Facilitation of the enforcement of creditors’ claims, more effective procedure
On June 26 2017, new EU Regulation 2015/848 entered into force. This has brought about significant changes in Hungarian cross-border insolvency proceedings. The main purpose of the Regulation is to simplify enforcement of creditors’ claims and to increase overall effectiveness. In order to comply with the Regulation, several points of Hungarian insolvency law have been amended. In amending the insolvency law the definition of economic operator is now given and a new definition of “insolvency practitioner” has been introduced to cover liquidators, administrators and foreign insolvency practitioners.
The Regulation requires Member States to establish insolvency registers for cross-border insolvency cases so that creditors with an address or seat in another Member State will have easier access to information. The insolvency register in Hungary will contain data on insolvency proceedings initiated from June 26, 2018. Besides mandatory information the register will also contain data on initiation and termination of appellate action relating to the debtor’s assets, the name of the court and the case file or indications of declaratory action concerning the interests of creditors against the head and former head of the debtor, or against members and owners of a legal person in its capacity of debtor. In addition, the electronic address of the debtor, the administrator and the liquidator will be indicated as well as whether the proceedings are simplified. The insolvency register will maintain data for fifteen years from registration. Subsequently, data will be archived for another five years and after that will be deleted immediately.

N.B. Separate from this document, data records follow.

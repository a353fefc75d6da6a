//! Fakes for exercising the loop without cameras, models or speakers.

use std::sync::{
    atomic::{AtomicUsize, Ordering},
    Arc, Mutex,
};

use anyhow::{anyhow, Result};
use async_trait::async_trait;
use chrono::Utc;
use tokio::sync::mpsc;

use crate::{
    analysis::VisionModel,
    archive::ResultsArchive,
    capture::{compose::solid_png, Frame, FrameSource},
    speech::Speaker,
};

use super::MonitorDeps;

#[derive(Clone)]
pub struct FakeSource {
    captures: Arc<AtomicUsize>,
    png: Arc<Vec<u8>>,
    stalls: bool,
}

impl FakeSource {
    pub fn new() -> Self {
        Self {
            captures: Arc::new(AtomicUsize::new(0)),
            png: Arc::new(solid_png(32, 24, 90)),
            stalls: false,
        }
    }

    /// A source whose captures never finish.
    pub fn stalling() -> Self {
        Self {
            stalls: true,
            ..Self::new()
        }
    }

    pub fn captures(&self) -> usize {
        self.captures.load(Ordering::SeqCst)
    }
}

#[async_trait]
impl FrameSource for FakeSource {
    async fn capture(&self) -> Result<Frame> {
        self.captures.fetch_add(1, Ordering::SeqCst);
        if self.stalls {
            std::future::pending::<()>().await;
        }
        Ok(Frame {
            png: self.png.as_ref().clone(),
            captured_at: Utc::now(),
            labels: vec!["Monitor 1".into()],
        })
    }
}

#[derive(Debug, Clone)]
pub struct ModelCall {
    pub prompt: String,
    pub image_count: usize,
}

#[derive(Clone)]
pub struct FakeModel {
    reply: Option<String>,
    calls: Arc<Mutex<Vec<ModelCall>>>,
}

impl FakeModel {
    pub fn replying(text: &str) -> Self {
        Self {
            reply: Some(text.to_string()),
            calls: Arc::default(),
        }
    }

    pub fn failing() -> Self {
        Self {
            reply: None,
            calls: Arc::default(),
        }
    }

    pub fn calls(&self) -> Vec<ModelCall> {
        self.calls.lock().unwrap().clone()
    }
}

#[async_trait]
impl VisionModel for FakeModel {
    fn name(&self) -> &str {
        "fake"
    }

    async fn describe(&self, prompt: &str, images: &[Vec<u8>]) -> Result<String> {
        self.calls.lock().unwrap().push(ModelCall {
            prompt: prompt.to_string(),
            image_count: images.len(),
        });
        self.reply.clone().ok_or_else(|| anyhow!("model unavailable"))
    }
}

pub struct RecordingSpeaker {
    tx: mpsc::UnboundedSender<String>,
}

impl RecordingSpeaker {
    pub fn new() -> (Arc<Self>, mpsc::UnboundedReceiver<String>) {
        let (tx, rx) = mpsc::unbounded_channel();
        (Arc::new(Self { tx }), rx)
    }
}

#[async_trait]
impl Speaker for RecordingSpeaker {
    async fn speak(&self, text: &str) -> Result<()> {
        let _ = self.tx.send(text.to_string());
        Ok(())
    }
}

pub fn deps(
    source: FakeSource,
    model: FakeModel,
    speaker: Arc<RecordingSpeaker>,
    archive: Option<ResultsArchive>,
) -> MonitorDeps {
    MonitorDeps {
        source: Arc::new(source),
        model: Arc::new(model),
        speaker,
        archive,
    }
}
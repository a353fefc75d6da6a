use std::collections::VecDeque;

use crate::capture::Frame;

/// The most recent frames awaiting analysis, oldest first.
pub struct CaptureBatch {
    frames: VecDeque<Frame>,
    capacity: usize,
}

impl CaptureBatch {
    pub fn new(capacity: usize) -> Self {
        let capacity = capacity.max(1);
        Self {
            frames: VecDeque::with_capacity(capacity),
            capacity,
        }
    }

    /// Appends a frame, dropping the oldest one once the batch is at capacity.
    pub fn push(&mut self, frame: Frame) {
        if self.frames.len() == self.capacity {
            self.frames.pop_front();
        }
        self.frames.push_back(frame);
    }

    pub fn len(&self) -> usize {
        self.frames.len()
    }

    pub fn is_full(&self) -> bool {
        self.frames.len() >= self.capacity
    }

    /// Empties the batch and hands back its frames.
    pub fn drain(&mut self) -> Vec<Frame> {
        self.frames.drain(..).collect()
    }
}
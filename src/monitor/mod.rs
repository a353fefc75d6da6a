//! The capture, analyze and notify loop that runs while a session is ON.

mod batch;
mod controller;
mod loop_worker;
mod phash;
mod status;

#[cfg(test)]
pub(crate) mod testing;

use std::{sync::Arc, time::Duration};

use crate::{analysis::VisionModel, archive::ResultsArchive, capture::FrameSource, speech::Speaker};

pub use batch::CaptureBatch;
pub use controller::MonitorController;
pub use status::{MonitorStatus, SharedStatus, VerdictRecord};

pub const DEFAULT_CAPTURE_INTERVAL: Duration = Duration::from_secs(5);
pub const DEFAULT_CAPTURE_TIMEOUT: Duration = Duration::from_secs(30);
pub const DEFAULT_BATCH_SIZE: usize = 3;
pub const DEFAULT_ENCOURAGEMENT_INTERVAL: Duration = Duration::from_secs(15 * 60);

#[derive(Debug, Clone)]
pub struct MonitorSettings {
    pub capture_interval: Duration,
    pub capture_timeout: Duration,
    pub batch_size: usize,
    pub encouragement_interval: Duration,
}

impl Default for MonitorSettings {
    fn default() -> Self {
        Self {
            capture_interval: DEFAULT_CAPTURE_INTERVAL,
            capture_timeout: DEFAULT_CAPTURE_TIMEOUT,
            batch_size: DEFAULT_BATCH_SIZE,
            encouragement_interval: DEFAULT_ENCOURAGEMENT_INTERVAL,
        }
    }
}

/// The outside world as seen by the loop.
#[derive(Clone)]
pub struct MonitorDeps {
    pub source: Arc<dyn FrameSource>,
    pub model: Arc<dyn VisionModel>,
    pub speaker: Arc<dyn Speaker>,
    pub archive: Option<ResultsArchive>,
}
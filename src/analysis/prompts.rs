pub const DEFAULT_TASK: &str = "coding or learning";

const PRODUCTIVITY_PROMPT_TEMPLATE: &str = r#"The user said they want to be doing: {task}

You are given {count} captures taken a few seconds apart, oldest first. Each capture stacks these parts top to bottom: {layout}. Decide whether the user is making progress on their stated task by comparing the captures over time.

Signs of progress, by kind of work:
- Coding or building: code or files changing between captures, terminal output moving, an AI coding assistant generating or being reviewed. Identical editors in every capture with no assistant activity is not progress.
- Training models: logs or metrics advancing, notebook cells executing.
- Debugging: stepping, new console output, errors being investigated, alone or with an AI assistant.
- Learning: a lecture playing, pages or slides advancing, notes being written, problems being worked on, including on paper at the desk.
- Notes and documentation: text being written or reorganized.
- Reading and research: scrolling, switching sources, annotating.

Background audio or video is fine while work visibly continues. Treat as not productive: looking down at a phone in the webcam, screens unchanged across all captures with no assistant activity, entertainment or social feeds in focus.

Reply with JSON only: {"productive": "yes" or "no", "reason": "..."}.
Keep the reason to two short sentences, speak to the user as "you" and mention their task.
When productive, open warmly ("Nice work!", "Good progress!") and name what they achieved.
When not productive, open gently ("Hey, I noticed...", "It looks like you might be...") and stay non-judgmental; they may be thinking or resting.
"#;

/// Fills the productivity prompt for a batch of `count` captures whose parts
/// are stacked as `labels` (e.g. `["Monitor 1", "Webcam"]`).
pub fn productivity_prompt(task: &str, count: usize, labels: &[String]) -> String {
    let task = task.trim();
    let task = if task.is_empty() { DEFAULT_TASK } else { task };
    let layout = if labels.is_empty() {
        "Monitor 1".to_string()
    } else {
        labels.join(", ")
    };

    PRODUCTIVITY_PROMPT_TEMPLATE
        .replace("{task}", task)
        .replace("{count}", &count.to_string())
        .replace("{layout}", &layout)
}
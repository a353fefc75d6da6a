use std::{fmt, str::FromStr, time::Duration};

use chrono::{DateTime, Utc};
use serde::{Deserialize, Serialize};
use tokio::time::Instant;
use uuid::Uuid;

#[derive(Debug, Clone, Copy, Serialize, Deserialize, PartialEq, Eq)]
#[serde(rename_all = "lowercase")]
pub enum SessionMode {
    Off,
    On,
    Break,
}

impl Default for SessionMode {
    fn default() -> Self {
        SessionMode::Off
    }
}

impl fmt::Display for SessionMode {
    fn fmt(&self, f: &mut fmt::Formatter<'_>) -> fmt::Result {
        let name = match self {
            SessionMode::Off => "off",
            SessionMode::On => "on",
            SessionMode::Break => "break",
        };
        f.write_str(name)
    }
}

impl FromStr for SessionMode {
    type Err = String;

    fn from_str(value: &str) -> Result<Self, Self::Err> {
        match value.trim().to_ascii_lowercase().as_str() {
            "off" => Ok(SessionMode::Off),
            "on" => Ok(SessionMode::On),
            "break" => Ok(SessionMode::Break),
            other => Err(format!("unknown mode '{other}' (on|off|break)")),
        }
    }
}

/// A running break. `anchor` is monotonic and drives the countdown;
/// `started_at` is for display.
#[derive(Debug, Clone)]
pub struct BreakSchedule {
    pub started_at: DateTime<Utc>,
    pub anchor: Instant,
    pub duration: Duration,
}

impl BreakSchedule {
    pub fn starting_now(duration: Duration) -> Self {
        Self {
            started_at: Utc::now(),
            anchor: Instant::now(),
            duration,
        }
    }

    pub fn remaining(&self, now: Instant) -> Duration {
        self.duration
            .saturating_sub(now.saturating_duration_since(self.anchor))
    }

    pub fn ends_at(&self) -> DateTime<Utc> {
        chrono::Duration::from_std(self.duration)
            .ok()
            .and_then(|duration| self.started_at.checked_add_signed(duration))
            .unwrap_or(DateTime::<Utc>::MAX_UTC)
    }
}

/// What the monitor loop needs to know about the session. Published on a
/// watch channel so the loop never touches the session lock.
#[derive(Debug, Clone, PartialEq)]
pub struct SessionView {
    pub mode: SessionMode,
    pub session_id: Option<String>,
    pub task: String,
}

#[derive(Debug, Clone)]
pub struct SessionState {
    pub mode: SessionMode,
    pub task: String,
    /// Fresh for every entry into ON.
    pub session_id: Option<String>,
    pub break_schedule: Option<BreakSchedule>,
    /// Bumped on every transition; a break timer only acts if it still matches.
    pub generation: u64,
    pub last_error: Option<String>,
}

impl SessionState {
    pub fn new(task: String) -> Self {
        Self {
            mode: SessionMode::Off,
            task,
            session_id: None,
            break_schedule: None,
            generation: 0,
            last_error: None,
        }
    }

    pub fn view(&self) -> SessionView {
        SessionView {
            mode: self.mode,
            session_id: self.session_id.clone(),
            task: self.task.clone(),
        }
    }

    pub fn enter_on(&mut self) {
        if self.mode != SessionMode::On {
            self.session_id = Some(Uuid::new_v4().to_string());
        }
        self.mode = SessionMode::On;
        self.break_schedule = None;
        self.last_error = None;
        self.generation += 1;
    }

    pub fn enter_off(&mut self) {
        self.mode = SessionMode::Off;
        self.break_schedule = None;
        self.generation += 1;
    }

    pub fn enter_break(&mut self, schedule: BreakSchedule) {
        self.mode = SessionMode::Break;
        self.break_schedule = Some(schedule);
        self.generation += 1;
    }
}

It is a significant change that the amended insolvency law expressly requires foreign insolvency practitioners to register initiation of the main insolvency proceedings in the land register and in other public registers if the debtor owns real estate in Hungary or other registered assets are registered with a public register or if the debtor owns a business location related to which a right or fact is registered with a public register. The foreign insolvency practitioner and the debtor are liable for failure to do so if the debtor can still dispose of its assets.
If a company group has insolvency proceedings under way in several member states, then the competent insolvency practitioners may conclude a looser formal (or informal) cooperation agreement. However the insolvency procedure can also take the form of a group coordination process, i.e., more formally. According to the Regulation, every insolvency practitioner within the group can apply for group coordination. The court that has jurisdiction over insolvency proceedings against any of the companies in a group will decide on application. In the framework of this procedure, the coordinator proposes and implements a coordinated and comprehensive “package of measures” with the involvement of the participating insolvency practitioners. In the case of liquidation within the group, this concerted action serves to protect creditors’ interests and higher economic returns.